D’ailleurs, la solidarité de classes dont le sentiment naît déjà, obscur sans doute mais parfois assez précis chez l’ouvrier qui rend celui-ci plus fort, est totalement absente chez l’ouvrière et le restera jusqu’au début du xxe siècle.

Si donc quelques femmes : marchandes de modes, commerçantes, couturières, lingères, actrices renommées, femmes de charge ou femmes de chambre des maisons princières, grosses marchandes des Halles, peuvent acquérir une situation enviable et parfois la fortune, ces exceptions illustres et enviées n’empêchent pas la majorité des femmes qui travaillent d’être soumises à une très dure loi d’airain. Le prolétariat féminin est dans son ensemble plus malheureux, plus misérable que le prolétariat masculin.
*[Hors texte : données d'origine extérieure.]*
use std::collections::BTreeSet;
use std::fmt::Write;

use crate::models::enums::Locale;
use crate::reasoning::{PipelineOutcome, ReasoningExplanation};

const SYSTEM_PROMPT_EN: &str = "You are an experienced oncologist explaining a preliminary cancer risk \
assessment to a patient. Use empathetic, clear language and base every statement on the analysis you \
are given. Never contradict the urgency level, emergency signs or screening schedule in the analysis. \
Always state that this is a preliminary assessment and that a qualified oncologist must be consulted \
for diagnosis and treatment planning.";

const SYSTEM_PROMPT_BN: &str = "আপনি একজন অভিজ্ঞ ক্যান্সার বিশেষজ্ঞ যিনি রোগীকে বাংলায় একটি প্রাথমিক \
ক্যান্সার ঝুঁকি মূল্যায়ন ব্যাখ্যা করছেন। সহানুভূতিশীল ও স্পষ্ট ভাষা ব্যবহার করুন এবং প্রদত্ত বিশ্লেষণের \
উপর ভিত্তি করে কথা বলুন। বিশ্লেষণের জরুরি মাত্রা, জরুরি লক্ষণ বা স্ক্রিনিং সময়সূচির বিরোধিতা করবেন না। \
সর্বদা উল্লেখ করুন যে এটি প্রাথমিক মূল্যায়ন এবং চূড়ান্ত রোগ নির্ণয়ের জন্য একজন যোগ্য অনকোলজিস্টের \
পরামর্শ প্রয়োজন।";

pub fn system_prompt(locale: Locale) -> &'static str {
    match locale {
        Locale::English => SYSTEM_PROMPT_EN,
        Locale::Bengali => SYSTEM_PROMPT_BN,
    }
}

fn language_name(locale: Locale) -> &'static str {
    match locale {
        Locale::English => "English",
        Locale::Bengali => "Bengali",
    }
}

/// Step-numbered trace followed by the stage outputs as JSON and the reply layout.
pub fn user_prompt(outcome: &PipelineOutcome, explanation: &ReasoningExplanation, locale: Locale) -> String {
    let mut prompt = String::from("REASONING TRACE:\n\n");
    for (i, step) in explanation.step_details.iter().enumerate() {
        let _ = writeln!(prompt, "Step {}: {}", i + 1, step.step.title());
        let _ = writeln!(prompt, "Reasoning: {}", step.reasoning);
        let _ = writeln!(prompt, "Confidence: {:.2}\n", step.confidence);
    }

    let related: BTreeSet<&str> = outcome
        .symptoms
        .symptom_details
        .values()
        .flat_map(|d| d.associated_symptoms.iter().map(String::as_str))
        .collect();
    if !related.is_empty() {
        let related: Vec<&str> = related.into_iter().collect();
        let _ = writeln!(prompt, "RELATED SYMPTOMS TO ASK ABOUT: {}\n", related.join(", "));
    }

    let analysis = serde_json::to_string_pretty(outcome).unwrap_or_default();
    let _ = write!(
        prompt,
        "ANALYSIS RESULTS:\n{analysis}\n\n\
         Explain the findings, the risk assessment, the recommended next steps, when to seek \
         immediate care, and preventive measures. Respond in {} using exactly this layout:\n\n\
         SUMMARY:\n<two to four short paragraphs>\n\n\
         KEY POINTS:\n- <point>\n- <point>\n",
        language_name(locale)
    );
    prompt
}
Comme au xixe siècle, la femme qui travaille ne peut en général vivre avec le produit de son travail. Il lui faut chercher dans l’appui de l’homme un allégement à son fardeau. Or, souvent elle ne peut se marier. Elle est donc poussée vers la galanterie ou la prostitution. Dès maintenant celles-ci ont non plus seulement des causes d’ordre moral ou physique mais d’ordre économique. C’est un petit fait qui n’a pas échappé aux plus clairvoyants des contemporains ; Mercier et Restif de la Bretonne montrent des milliers de filles qui, condamnées à des salaires de famine et ne pouvant ou ne voulant se marier, doivent, non pas toujours par goût mais par nécessité, se mal conduire.

Galanterie et prostitution revêtent d’ailleurs des formes très diverses et, parmi les irrégulières, on trouve toute une hiérarchie presqu’aussi compliquée que celle de la société régulière, une aristocratie, une classe moyenne, une populace, mais qui, toutes, tirent leur origine du peuple et non d’autres classes sociales.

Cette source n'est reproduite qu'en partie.